La ironía de que el docente pueda ser considerado culpable incluso si un niño se desmaya en los honores a la bandera, otro niño lo empuja jugando o tropieza con sus propias agujetas revela la vulnerabilidad estructural a la que está expuesto el magisterio. Se espera que la escuela sea un espacio de cuidado absoluto, pero pocas veces se reconocen las limitaciones reales con las que opera. Por eso, resulta urgente crear protocolos de actuación y abrir paso a herramientas que, más allá de culpar o excusar, permitan comprender, registrar, contar con testigos de los hechos y aprender de estas situaciones. Aquí entra en juego una propuesta que ha circulado Pilar Pozner sobre los incidentes críticos, no como un acto burocrático, sino como una vía reflexiva, ética y estratégica para prevenir riesgos.

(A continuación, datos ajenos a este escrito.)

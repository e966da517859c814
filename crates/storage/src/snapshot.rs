//! Persistence gateway for the single quiz snapshot slot.

use std::sync::Arc;

use quiz_core::model::QuizSnapshot;
use thiserror::Error;

use crate::repository::{SlotStore, StorageError};

/// Failures of `save`/`clear`. Callers treat these as non-fatal.
#[derive(Debug, Error)]
#[non_exhaustive]
pub enum PersistenceError {
    #[error("could not encode snapshot: {0}")]
    Encode(#[from] serde_json::Error),

    #[error("could not write snapshot: {0}")]
    Write(#[source] StorageError),

    #[error("could not clear snapshot: {0}")]
    Clear(#[source] StorageError),
}

/// Reads and writes one [`QuizSnapshot`] as JSON text under a well-known key.
///
/// There is no locking or versioning: the last writer wins, and anything that
/// does not parse as a valid snapshot reads back as "no snapshot".
#[derive(Clone)]
pub struct SnapshotGateway {
    slots: Arc<dyn SlotStore>,
    key: String,
}

impl SnapshotGateway {
    #[must_use]
    pub fn new(slots: Arc<dyn SlotStore>, key: impl Into<String>) -> Self {
        Self {
            slots,
            key: key.into(),
        }
    }

    #[must_use]
    pub fn key(&self) -> &str {
        &self.key
    }

    /// Serialize `snapshot` and overwrite the slot.
    ///
    /// # Errors
    ///
    /// Returns `PersistenceError` if encoding or the write fails.
    pub async fn save(&self, snapshot: &QuizSnapshot) -> Result<(), PersistenceError> {
        let text = serde_json::to_string(snapshot)?;
        self.slots
            .write_slot(&self.key, &text)
            .await
            .map_err(PersistenceError::Write)
    }

    /// Read the slot back. Empty, unreadable, unparsable and invalid all yield `None`.
    pub async fn load(&self) -> Option<QuizSnapshot> {
        let text = match self.slots.read_slot(&self.key).await {
            Ok(Some(text)) => text,
            Ok(None) => return None,
            Err(err) => {
                tracing::warn!(key = %self.key, error = %err, "snapshot read failed");
                return None;
            }
        };

        let snapshot: QuizSnapshot = match serde_json::from_str(&text) {
            Ok(snapshot) => snapshot,
            Err(err) => {
                tracing::warn!(key = %self.key, error = %err, "discarding unparsable snapshot");
                return None;
            }
        };

        if let Err(err) = snapshot.validate() {
            tracing::warn!(key = %self.key, error = %err, "discarding invalid snapshot");
            return None;
        }
        Some(snapshot)
    }

    /// Remove the slot. Clearing an empty slot succeeds.
    ///
    /// # Errors
    ///
    /// Returns `PersistenceError::Clear` if the backend rejects the removal.
    pub async fn clear(&self) -> Result<(), PersistenceError> {
        self.slots
            .remove_slot(&self.key)
            .await
            .map_err(PersistenceError::Clear)
    }
}

impl std::fmt::Debug for SnapshotGateway {
    fn fmt(&self, f: &mut std::fmt::Formatter<'_>) -> std::fmt::Result {
        f.debug_struct("SnapshotGateway")
            .field("key", &self.key)
            .finish_non_exhaustive()
    }
}

#[cfg(test)]
mod tests {
    use super::*;
    use crate::repository::InMemorySlotStore;
    use async_trait::async_trait;
    use quiz_core::model::{PlayerName, Question, QuizAttempt, SessionPhase};
    use quiz_core::time::fixed_now;

    struct UnavailableSlots;

    #[async_trait]
    impl SlotStore for UnavailableSlots {
        async fn read_slot(&self, _key: &str) -> Result<Option<String>, StorageError> {
            Err(StorageError::Unavailable("disabled".into()))
        }

        async fn write_slot(&self, _key: &str, _value: &str) -> Result<(), StorageError> {
            Err(StorageError::Unavailable("quota exceeded".into()))
        }

        async fn remove_slot(&self, _key: &str) -> Result<(), StorageError> {
            Err(StorageError::Unavailable("disabled".into()))
        }
    }

    fn snapshot() -> QuizSnapshot {
        let questions = (0..10)
            .map(|n| {
                Question::new(
                    format!("Q{n}"),
                    "a",
                    vec!["a".into(), "b".into(), "c".into(), "d".into()],
                    "General",
                    "easy",
                )
                .unwrap()
            })
            .collect();
        let mut attempt = QuizAttempt::new(questions, 180).unwrap();
        attempt.record_answer("a").unwrap();
        attempt.record_answer("c").unwrap();
        attempt.tick();
        QuizSnapshot::capture(
            &PlayerName::new("Linus").unwrap(),
            &attempt,
            SessionPhase::InProgress,
            fixed_now(),
        )
    }

    fn gateway() -> (InMemorySlotStore, SnapshotGateway) {
        let store = InMemorySlotStore::new();
        let gateway = SnapshotGateway::new(Arc::new(store.clone()), "quizAppData");
        (store, gateway)
    }

    #[tokio::test]
    async fn load_returns_what_save_wrote() {
        let (_store, gateway) = gateway();
        let original = snapshot();
        gateway.save(&original).await.unwrap();
        assert_eq!(gateway.load().await, Some(original));
    }

    #[tokio::test]
    async fn save_overwrites_previous_snapshot() {
        let (store, gateway) = gateway();
        let mut first = snapshot();
        gateway.save(&first).await.unwrap();
        first.time_remaining_secs = 5;
        gateway.save(&first).await.unwrap();

        assert_eq!(store.len().unwrap(), 1);
        assert_eq!(gateway.load().await.unwrap().time_remaining_secs, 5);
    }

    #[tokio::test]
    async fn clear_twice_leaves_slot_empty() {
        let (store, gateway) = gateway();
        gateway.save(&snapshot()).await.unwrap();

        gateway.clear().await.unwrap();
        assert!(store.is_empty().unwrap());
        gateway.clear().await.unwrap();
        assert!(store.is_empty().unwrap());
        assert_eq!(gateway.load().await, None);
    }

    #[tokio::test]
    async fn garbage_and_wrong_shape_read_as_absent() {
        let (store, gateway) = gateway();

        store.write_slot("quizAppData", "{not json").await.unwrap();
        assert_eq!(gateway.load().await, None);

        store
            .write_slot("quizAppData", r#"{"user":"x","score":3}"#)
            .await
            .unwrap();
        assert_eq!(gateway.load().await, None);
    }

    #[tokio::test]
    async fn invariant_violations_read_as_absent() {
        let (_store, gateway) = gateway();
        let mut broken = snapshot();
        broken.current_question_index = 7;
        gateway.save(&broken).await.unwrap();
        assert_eq!(gateway.load().await, None);
    }

    #[tokio::test]
    async fn backend_failures_are_reported_not_raised() {
        let gateway = SnapshotGateway::new(Arc::new(UnavailableSlots), "quizAppData");
        assert!(matches!(
            gateway.save(&snapshot()).await,
            Err(PersistenceError::Write(_))
        ));
        assert!(matches!(gateway.clear().await, Err(PersistenceError::Clear(_))));
        assert_eq!(gateway.load().await, None);
    }
}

Documentar hechos a través de una bitácora con detalle, contexto, acciones realizadas y firmas, no solo brinda certeza jurídica, también permite visibilizar lo que muchas veces se ignora: que el personal docente sí actuó, que sí advirtió, que sí buscó soluciones. Estos marcos no solo son útiles para la convivencia pacífica, también brindan sustento para que el personal docente no quede en el desamparo cuando se enfrenta a eventos que comprometen su integridad profesional. Casos como el del maestro Esteban muestran la necesidad de contar con evidencia documentada para evitar tortuosos procesos administrativos, escarnio social y desgaste emocional.

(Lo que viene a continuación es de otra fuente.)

//! Turns raw source records into [`Question`]s: entity decoding plus option shuffling.

use rand::rngs::StdRng;
use rand::seq::SliceRandom;
use rand::{Rng, SeedableRng};

use crate::model::{Question, RawQuestion};

/// Decode named (`&amp;`) and numeric (`&#039;`, `&#x27;`) character references.
#[must_use]
pub fn decode_text(raw: &str) -> String {
    html_escape::decode_html_entities(raw).into_owned()
}

/// Format one record. The correct answer lands at a uniformly random position.
pub fn format_question<R: Rng + ?Sized>(raw: RawQuestion, rng: &mut R) -> Question {
    let correct_answer = decode_text(&raw.correct_answer);

    let mut options = Vec::with_capacity(raw.incorrect_answers.len() + 1);
    options.push(correct_answer.clone());
    options.extend(raw.incorrect_answers.iter().map(|answer| decode_text(answer)));
    options.shuffle(rng);

    Question::from_parts(
        decode_text(&raw.question),
        correct_answer,
        options,
        decode_text(&raw.category),
        decode_text(&raw.difficulty),
    )
}

pub fn format_questions<R: Rng + ?Sized>(raw: Vec<RawQuestion>, rng: &mut R) -> Vec<Question> {
    raw.into_iter()
        .map(|record| format_question(record, rng))
        .collect()
}

/// Formatter with an optional fixed seed for reproducible option order.
#[derive(Debug, Clone, Copy, Default)]
pub struct QuestionFormatter {
    seed: Option<u64>,
}

impl QuestionFormatter {
    #[must_use]
    pub fn new() -> Self {
        Self::default()
    }

    #[must_use]
    pub fn seeded(seed: u64) -> Self {
        Self { seed: Some(seed) }
    }

    #[must_use]
    pub fn format(&self, raw: Vec<RawQuestion>) -> Vec<Question> {
        match self.seed {
            Some(seed) => format_questions(raw, &mut StdRng::seed_from_u64(seed)),
            None => format_questions(raw, &mut rand::rng()),
        }
    }
}

#[cfg(test)]
mod tests {
    use super::*;

    fn raw(question: &str, correct: &str, incorrect: &[&str]) -> RawQuestion {
        RawQuestion {
            question: question.into(),
            correct_answer: correct.into(),
            incorrect_answers: incorrect.iter().map(|s| (*s).to_string()).collect(),
            category: "Entertainment: Video Games".into(),
            difficulty: "medium".into(),
            kind: Some("multiple".into()),
        }
    }

    #[test]
    fn decodes_named_and_numeric_references() {
        assert_eq!(decode_text("Tom &amp; Jerry"), "Tom & Jerry");
        assert_eq!(decode_text("It&#039;s &quot;fine&quot;"), "It's \"fine\"");
        assert_eq!(decode_text("&lt;b&gt; &#x41;"), "<b> A");
        assert_eq!(decode_text("plain"), "plain");
    }

    #[test]
    fn options_are_a_permutation_with_one_correct_answer() {
        let mut rng = StdRng::seed_from_u64(7);
        let question = format_question(
            raw("Who&#039;s there?", "Me &amp; you", &["Him", "Her", "Them"]),
            &mut rng,
        );

        assert_eq!(question.text(), "Who's there?");
        assert_eq!(question.correct_answer(), "Me & you");
        assert_eq!(question.options().len(), 4);

        let mut sorted = question.options().to_vec();
        sorted.sort();
        let mut expected = vec![
            "Her".to_string(),
            "Him".to_string(),
            "Me & you".to_string(),
            "Them".to_string(),
        ];
        expected.sort();
        assert_eq!(sorted, expected);
        assert_eq!(
            question
                .options()
                .iter()
                .filter(|option| option.as_str() == "Me & you")
                .count(),
            1
        );
        assert!(question.validate().is_ok());
    }

    #[test]
    fn correct_answer_position_varies() {
        let mut rng = StdRng::seed_from_u64(42);
        let mut seen = [false; 4];
        for _ in 0..200 {
            let question = format_question(raw("Q", "A", &["B", "C", "D"]), &mut rng);
            let position = question
                .options()
                .iter()
                .position(|option| option == "A")
                .unwrap();
            seen[position] = true;
        }
        assert!(seen.iter().all(|hit| *hit), "positions seen: {seen:?}");
    }

    #[test]
    fn seeded_formatter_is_reproducible() {
        let batch = || {
            vec![
                raw("One", "1", &["2", "3", "4"]),
                raw("Two", "2", &["1", "3", "4"]),
            ]
        };
        let formatter = QuestionFormatter::seeded(99);
        assert_eq!(formatter.format(batch()), formatter.format(batch()));
    }

    #[test]
    fn boolean_records_keep_two_options() {
        let mut record = raw("The sky is green.", "False", &["True"]);
        record.kind = Some("boolean".into());
        let question = format_question(record, &mut StdRng::seed_from_u64(3));

        assert_eq!(question.options().len(), 2);
        assert!(question.has_option("True"));
        assert!(question.is_correct("False"));
        assert!(question.validate().is_ok());
    }

    #[test]
    fn empty_input_yields_no_questions() {
        assert!(QuestionFormatter::new().format(Vec::new()).is_empty());
    }
}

Por ello, animar al personal directivo y docente a llevar un registro en una bitácora profesional no es un acto defensivo, es una práctica de cuidado mutuo. Se trata de comprender que cada palabra, cada intervención oportuna y cada omisión también pueden ser reconstruidas a partir de la memoria escrita. Registrar una situación crítica no implica desconfianza, sino fortalecer una cultura de responsabilidad compartida, donde se sepa qué ocurrió, cómo se actuó y qué acuerdos se generaron. Cada acta debe especificar la fecha, relatoría de hechos, acciones ejecutadas, firmas de testigos, autoridad inmediata y del docente, con copia resguardada.
Frente a un escenario donde los riesgos escolares son tan diversos como impredecibles, asumir esta práctica como parte de una pedagogía de la corresponsabilidad puede prevenir conflictos futuros. Porque quien educa con compromiso merece también un marco que le proteja. Registrar no es solo prevenir, es dignificar la labor de quienes, día tras día, enseñan, cuidan y responden por infancias que, a pesar de todo, siguen corriendo, jugando, aprendiendo… y necesitando que alguien esté ahí, incluso cuando todo se pone en juego. Porque la educación es el camino…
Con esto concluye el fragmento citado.